BEVERLY HILLS, Calif. — “In 20 years of coming, this is the most fun I’ve ever had,” Adrien Brody, the Oscar-winning actor, said at Vanity Fair’s annual Oscars party on Sunday. “I had real conversations, about politics, life and art.’’
For a change at this annual convening of industry luminaries real conversation was all but unavoidable. The primary reason was the train wreck that was Will Smith slapping Chris Rock onstage.
“That moment, I can’t talk about it,” said Amy Schumer, who hosted the Oscars with Wanda Sykes and Regina Hall, after chatting with Larry David just outside the tented dance floor. “It was such a big deal and I’m still processing it, and I have to be so careful,” she added, before turning to a cluster of friends for a lifeline. “Somebody get me to stop talking.”
It has been nearly 40 years since Tina Brown, the former Vanity Fair editor, conceived of a party that would steal the thunder from Swifty Lazar’s Oscar wingding. Mr. Lazar not only knew how to rope in the stars, Ms. Brown observed in her published diaries. He also domesticated a “menagerie” that attended on his terms or not at all.
When a celebrity of Mr. Smith’s stature acts out in public, it is more than a source of clucking editorials and viral memes. It’s a threat to the fiction of show-business kumbaya. This year’s Vanity Fair party, then, had something of the air of a celebrity campfire circle. Other Oscar parties — such as one given by Madonna and Guy Oseary — may be more intimate and exclusive, but nothing tops Vanity Fair for sheer boldface volume.
And so for a few late-night hours in a series of tents, gardens and outdoor lounges at the Wallis Annenberg Center for the Performing Arts in Beverly Hills, the most famous people on the planet mingled, danced, drank and smoked (weed mostly), and proved what a great leveler celebrity can be. It is a universally established truth in Hollywood that at, a certain level of fame, everyone is your best friend.
To reach the sanctum, invited guests had to pass through a series of security checkpoints (negative PCR test results were required) and a blue carpet lined with shouting photographers. Some luminous glow worms, including Billie Eilish, Pedro Almodóvar and Jessica Chastain (wearing an emerald-green Gucci dress that evoked Ariel in “The Little Mermaid”), were then immediately diverted to a private studio where Mark Seliger shot their formal portraits.
Others processed directly into the actual party, where cameras phones and other recording devices had been strictly forbidden. Surprisingly few people flouted the no-phone rules to capture such theatrical moments as Kathy Hilton dancing with Marjorie Gubelmann, a.k.a. DJ Mad Marj, or Bill Murray wearing a jaunty beret, dancing alone.
If they stuck around past midnight, they would have caught Will Smith, seemingly unruffled by the controversy he had just stirred up, accompanied by his wife and children, and shimmying to “Gettin’ Jiggy Wit It.”
They would also have snagged Serena Williams towering over the crowd in a silver minidress, and Zendaya standing beside a potted palm tree and locked in conversation with Timothée Chalamet, both surrounded by a nimbus of marijuana smoke exhaled by an acquaintance.
They would have seen Jason Bateman locked in a bro-hug with Kevin Bacon; Jon Hamm momentarily alone near the men’s room looking forlorn as a pound puppy; Kristen Stewart wafting along in a floor-length black lace dress; and Zoë Kravitz chain smoking Marlboros.

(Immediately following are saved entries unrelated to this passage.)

//! Data Models

pub mod settings;

pub use settings::*;
//! Execution Log
//!
//! Append-only record of every model call and tool execution, kept for audit.
//!
//! Implementations:
//! - `TracingExecutionLog`: emits one `tracing` event per entry
//! - `MemoryExecutionLog`: keeps entries in memory, for tests and inspection

use std::sync::{Arc, Mutex};
use std::time::Duration;

use serde::{Deserialize, Serialize};

/// Tracing target used for audit events.
pub const AUDIT_TARGET: &str = "paper_desk::audit";

/// Summaries longer than this are truncated.
pub const MAX_SUMMARY_CHARS: usize = 500;

/// One audited operation.
#[derive(Debug, Clone, PartialEq, Serialize, Deserialize)]
pub struct ExecutionLogEntry {
    /// What ran: `chat.completion` for model calls, `tool.<name>` for tools
    pub purpose: String,
    pub session_id: String,
    pub input_summary: String,
    pub output_summary: String,
    pub duration_ms: u64,
    pub success: bool,
    #[serde(default, skip_serializing_if = "Option::is_none")]
    pub error: Option<String>,
}

impl ExecutionLogEntry {
    pub fn new(
        purpose: impl Into<String>,
        session_id: impl Into<String>,
        input_summary: &str,
        output_summary: &str,
        duration: Duration,
    ) -> Self {
        Self {
            purpose: purpose.into(),
            session_id: session_id.into(),
            input_summary: truncate_summary(input_summary),
            output_summary: truncate_summary(output_summary),
            duration_ms: u64::try_from(duration.as_millis()).unwrap_or(u64::MAX),
            success: true,
            error: None,
        }
    }

    /// Mark the entry as failed.
    pub fn with_error(mut self, error: impl Into<String>) -> Self {
        self.success = false;
        self.error = Some(error.into());
        self
    }
}

/// Sink for execution log entries.
///
/// Logging must never fail the operation being logged, so `log` is infallible.
pub trait ExecutionLog: Send + Sync {
    fn log(&self, entry: ExecutionLogEntry);
}

/// Type alias for a shared execution log
pub type SharedExecutionLog = Arc<dyn ExecutionLog>;

/// Writes entries as structured `tracing` events on [`AUDIT_TARGET`].
#[derive(Debug, Clone, Copy, Default)]
pub struct TracingExecutionLog;

impl TracingExecutionLog {
    pub fn new() -> Self {
        Self
    }
}

impl ExecutionLog for TracingExecutionLog {
    fn log(&self, entry: ExecutionLogEntry) {
        if entry.success {
            tracing::info!(
                target: AUDIT_TARGET,
                purpose = %entry.purpose,
                session_id = %entry.session_id,
                duration_ms = entry.duration_ms,
                input = %entry.input_summary,
                output = %entry.output_summary,
                "operation succeeded"
            );
        } else {
            tracing::warn!(
                target: AUDIT_TARGET,
                purpose = %entry.purpose,
                session_id = %entry.session_id,
                duration_ms = entry.duration_ms,
                input = %entry.input_summary,
                error = entry.error.as_deref().unwrap_or(""),
                "operation failed"
            );
        }
    }
}

/// Keeps every entry in memory.
#[derive(Debug, Default)]
pub struct MemoryExecutionLog {
    entries: Mutex<Vec<ExecutionLogEntry>>,
}

impl MemoryExecutionLog {
    pub fn new() -> Self {
        Self::default()
    }

    /// Snapshot of all entries in append order.
    pub fn entries(&self) -> Vec<ExecutionLogEntry> {
        match self.entries.lock() {
            Ok(entries) => entries.clone(),
            Err(poisoned) => poisoned.into_inner().clone(),
        }
    }

    /// Entries whose purpose matches exactly.
    pub fn entries_for(&self, purpose: &str) -> Vec<ExecutionLogEntry> {
        self.entries()
            .into_iter()
            .filter(|e| e.purpose == purpose)
            .collect()
    }

    pub fn len(&self) -> usize {
        self.entries().len()
    }

    pub fn is_empty(&self) -> bool {
        self.len() == 0
    }
}

impl ExecutionLog for MemoryExecutionLog {
    fn log(&self, entry: ExecutionLogEntry) {
        match self.entries.lock() {
            Ok(mut entries) => entries.push(entry),
            Err(poisoned) => poisoned.into_inner().push(entry),
        }
    }
}

/// Truncate to [`MAX_SUMMARY_CHARS`] characters on a char boundary.
pub fn truncate_summary(text: &str) -> String {
    match text.char_indices().nth(MAX_SUMMARY_CHARS) {
        Some((byte_index, _)) => format!("{}...", &text[..byte_index]),
        None => text.to_string(),
    }
}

They would have caught Sarah Paulson shouting, “Dog! Dog! Dog!,” as she shoved past Kate Hudson and Chris Pine to pet a stranger’s fluffy white pooch.
In the Before Times, it was customary for the most famous to dutifully work the red carpet and make a glad-handing circuit or two, before slipping out to another, presumably better party.
Midnight was the traditional witching hour. This time around the mood was more convivial, and for obvious reasons. Two years of separation has taken its toll on the celebrity herd.
“People are genuinely happy to see each other again,” said Georgina Chapman, the fashion designer, as partygoers pressed against each other so tightly on their way to one of the tequila bars that it was easy to forget such a thing as social distancing ever existed.